Saved data entries:
============

//! 探索エンジンの出力（最善手・思考情報）を呼び出し側へ届ける

use std::sync::Arc;

use crate::board::{GameMove, Position};

/// 最善手の通知
#[derive(Debug, Clone, PartialEq)]
pub struct BestMoveInfo<M> {
    pub best_move: M,
    pub ponder: Option<M>,
}

/// 思考情報の通知（multipv ごとに1件）
#[derive(Debug, Clone, PartialEq)]
pub struct ThinkingInfo<M> {
    pub depth: u32,
    pub seldepth: u32,
    pub time_ms: u64,
    pub nodes: u64,
    pub nps: u64,
    /// 評価値（センチポーン相当）
    pub score: Option<i32>,
    /// 千分率の (勝ち, 引き分け, 負け)
    pub wdl: Option<(u32, u32, u32)>,
    pub moves_left: Option<u32>,
    pub multipv: u32,
    pub pv: Vec<M>,
    pub comment: Option<String>,
}

impl<M> Default for ThinkingInfo<M> {
    fn default() -> Self {
        Self {
            depth: 0,
            seldepth: 0,
            time_ms: 0,
            nodes: 0,
            nps: 0,
            score: None,
            wdl: None,
            moves_left: None,
            multipv: 1,
            pv: Vec::new(),
            comment: None,
        }
    }
}

/// 最小訪問数に届かず捨てられた指し手の通知
#[derive(Debug, Clone, PartialEq, Eq)]
pub struct DiscardedMove<M> {
    /// 対局の開始局面
    pub start_fen: String,
    /// 開始局面からの指し手列。最後の要素が捨てられた指し手。
    pub moves: Vec<M>,
}

pub type BestMoveCallback<M> = Arc<dyn Fn(&BestMoveInfo<M>) + Send + Sync>;
pub type InfoCallback<M> = Arc<dyn Fn(&[ThinkingInfo<M>]) + Send + Sync>;
pub type DiscardedCallback<M> = Arc<dyn Fn(&DiscardedMove<M>) + Send + Sync>;

/// 何もしないコールバック
pub fn noop_best_move<M: 'static>() -> BestMoveCallback<M> {
    Arc::new(|_| {})
}

pub fn noop_info<M: 'static>() -> InfoCallback<M> {
    Arc::new(|_| {})
}

pub fn noop_discarded<M: 'static>() -> DiscardedCallback<M> {
    Arc::new(|_| {})
}

/// 探索エンジンの出力先
pub trait Responder<M>: Send {
    fn output_best_move(&mut self, info: &mut BestMoveInfo<M>);

    fn output_thinking_info(&mut self, infos: &mut Vec<ThinkingInfo<M>>);
}

/// コールバックに転送する
pub struct CallbackResponder<M> {
    best_move_callback: BestMoveCallback<M>,
    info_callback: InfoCallback<M>,
}

impl<M> CallbackResponder<M> {
    pub fn new(best_move_callback: BestMoveCallback<M>, info_callback: InfoCallback<M>) -> Self {
        Self {
            best_move_callback,
            info_callback,
        }
    }
}

impl<M: GameMove> Responder<M> for CallbackResponder<M> {
    fn output_best_move(&mut self, info: &mut BestMoveInfo<M>) {
        (self.best_move_callback)(info);
    }

    fn output_thinking_info(&mut self, infos: &mut Vec<ThinkingInfo<M>>) {
        (self.info_callback)(infos);
    }
}

/// 代替キャスリング表記を従来表記に直してから転送する
pub struct LegacyCastlingTransformer<P: Position> {
    parent: Box<dyn Responder<P::Move>>,
    head: P,
}

impl<P: Position> LegacyCastlingTransformer<P> {
    pub fn new(parent: Box<dyn Responder<P::Move>>, head: P) -> Self {
        Self { parent, head }
    }

    /// 絶対表現の指し手列を、head から順に進めながら従来表記に変換する
    fn transform_line(&self, moves: &mut [P::Move]) {
        let mut pos = self.head.clone();
        let last = moves.len().saturating_sub(1);
        for (i, mv) in moves.iter_mut().enumerate() {
            let side = pos.side_to_move();
            let relative = mv.relative_to(side);
            *mv = pos.legacy_move(relative).relative_to(side);
            if i < last {
                pos = pos.play(relative);
            }
        }
    }
}

impl<P: Position> Responder<P::Move> for LegacyCastlingTransformer<P> {
    fn output_best_move(&mut self, info: &mut BestMoveInfo<P::Move>) {
        let mut line: Vec<P::Move> = std::iter::once(info.best_move).chain(info.ponder).collect();
        self.transform_line(&mut line);
        info.best_move = line[0];
        info.ponder = line.get(1).copied();
        self.parent.output_best_move(info);
    }

    fn output_thinking_info(&mut self, infos: &mut Vec<ThinkingInfo<P::Move>>) {
        for info in infos.iter_mut() {
            self.transform_line(&mut info.pv);
        }
        self.parent.output_thinking_info(infos);
    }
}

============

What this task involves: The reply should consist of the records, reproduced exactly.

Output:
//! 探索エンジンの出力（最善手・思考情報）を呼び出し側へ届ける

use std::sync::Arc;

use crate::board::{GameMove, Position};

/// 最善手の通知
#[derive(Debug, Clone, PartialEq)]
pub struct BestMoveInfo<M> {
    pub best_move: M,
    pub ponder: Option<M>,
}

/// 思考情報の通知（multipv ごとに1件）
#[derive(Debug, Clone, PartialEq)]
pub struct ThinkingInfo<M> {
    pub depth: u32,
    pub seldepth: u32,
    pub time_ms: u64,
    pub nodes: u64,
    pub nps: u64,
    /// 評価値（センチポーン相当）
    pub score: Option<i32>,
    /// 千分率の (勝ち, 引き分け, 負け)
    pub wdl: Option<(u32, u32, u32)>,
    pub moves_left: Option<u32>,
    pub multipv: u32,
    pub pv: Vec<M>,
    pub comment: Option<String>,
}

impl<M> Default for ThinkingInfo<M> {
    fn default() -> Self {
        Self {
            depth: 0,
            seldepth: 0,
            time_ms: 0,
            nodes: 0,
            nps: 0,
            score: None,
            wdl: None,
            moves_left: None,
            multipv: 1,
            pv: Vec::new(),
            comment: None,
        }
    }
}

/// 最小訪問数に届かず捨てられた指し手の通知
#[derive(Debug, Clone, PartialEq, Eq)]
pub struct DiscardedMove<M> {
    /// 対局の開始局面
    pub start_fen: String,
    /// 開始局面からの指し手列。最後の要素が捨てられた指し手。
    pub moves: Vec<M>,
}

pub type BestMoveCallback<M> = Arc<dyn Fn(&BestMoveInfo<M>) + Send + Sync>;
pub type InfoCallback<M> = Arc<dyn Fn(&[ThinkingInfo<M>]) + Send + Sync>;
pub type DiscardedCallback<M> = Arc<dyn Fn(&DiscardedMove<M>) + Send + Sync>;

/// 何もしないコールバック
pub fn noop_best_move<M: 'static>() -> BestMoveCallback<M> {
    Arc::new(|_| {})
}

pub fn noop_info<M: 'static>() -> InfoCallback<M> {
    Arc::new(|_| {})
}

pub fn noop_discarded<M: 'static>() -> DiscardedCallback<M> {
    Arc::new(|_| {})
}

/// 探索エンジンの出力先
pub trait Responder<M>: Send {
    fn output_best_move(&mut self, info: &mut BestMoveInfo<M>);

    fn output_thinking_info(&mut self, infos: &mut Vec<ThinkingInfo<M>>);
}

/// コールバックに転送する
pub struct CallbackResponder<M> {
    best_move_callback: BestMoveCallback<M>,
    info_callback: InfoCallback<M>,
}

impl<M> CallbackResponder<M> {
    pub fn new(best_move_callback: BestMoveCallback<M>, info_callback: InfoCallback<M>) -> Self {
        Self {
            best_move_callback,
            info_callback,
        }
    }
}

impl<M: GameMove> Responder<M> for CallbackResponder<M> {
    fn output_best_move(&mut self, info: &mut BestMoveInfo<M>) {
        (self.best_move_callback)(info);
    }

    fn output_thinking_info(&mut self, infos: &mut Vec<ThinkingInfo<M>>) {
        (self.info_callback)(infos);
    }
}

/// 代替キャスリング表記を従来表記に直してから転送する
pub struct LegacyCastlingTransformer<P: Position> {
    parent: Box<dyn Responder<P::Move>>,
    head: P,
}

impl<P: Position> LegacyCastlingTransformer<P> {
    pub fn new(parent: Box<dyn Responder<P::Move>>, head: P) -> Self {
        Self { parent, head }
    }

    /// 絶対表現の指し手列を、head から順に進めながら従来表記に変換する
    fn transform_line(&self, moves: &mut [P::Move]) {
        let mut pos = self.head.clone();
        let last = moves.len().saturating_sub(1);
        for (i, mv) in moves.iter_mut().enumerate() {
            let side = pos.side_to_move();
            let relative = mv.relative_to(side);
            *mv = pos.legacy_move(relative).relative_to(side);
            if i < last {
                pos = pos.play(relative);
            }
        }
    }
}

impl<P: Position> Responder<P::Move> for LegacyCastlingTransformer<P> {
    fn output_best_move(&mut self, info: &mut BestMoveInfo<P::Move>) {
        let mut line: Vec<P::Move> = std::iter::once(info.best_move).chain(info.ponder).collect();
        self.transform_line(&mut line);
        info.best_move = line[0];
        info.ponder = line.get(1).copied();
        self.parent.output_best_move(info);
    }

    fn output_thinking_info(&mut self, infos: &mut Vec<ThinkingInfo<P::Move>>) {
        for info in infos.iter_mut() {
            self.transform_line(&mut info.pv);
        }
        self.parent.output_thinking_info(infos);
    }
}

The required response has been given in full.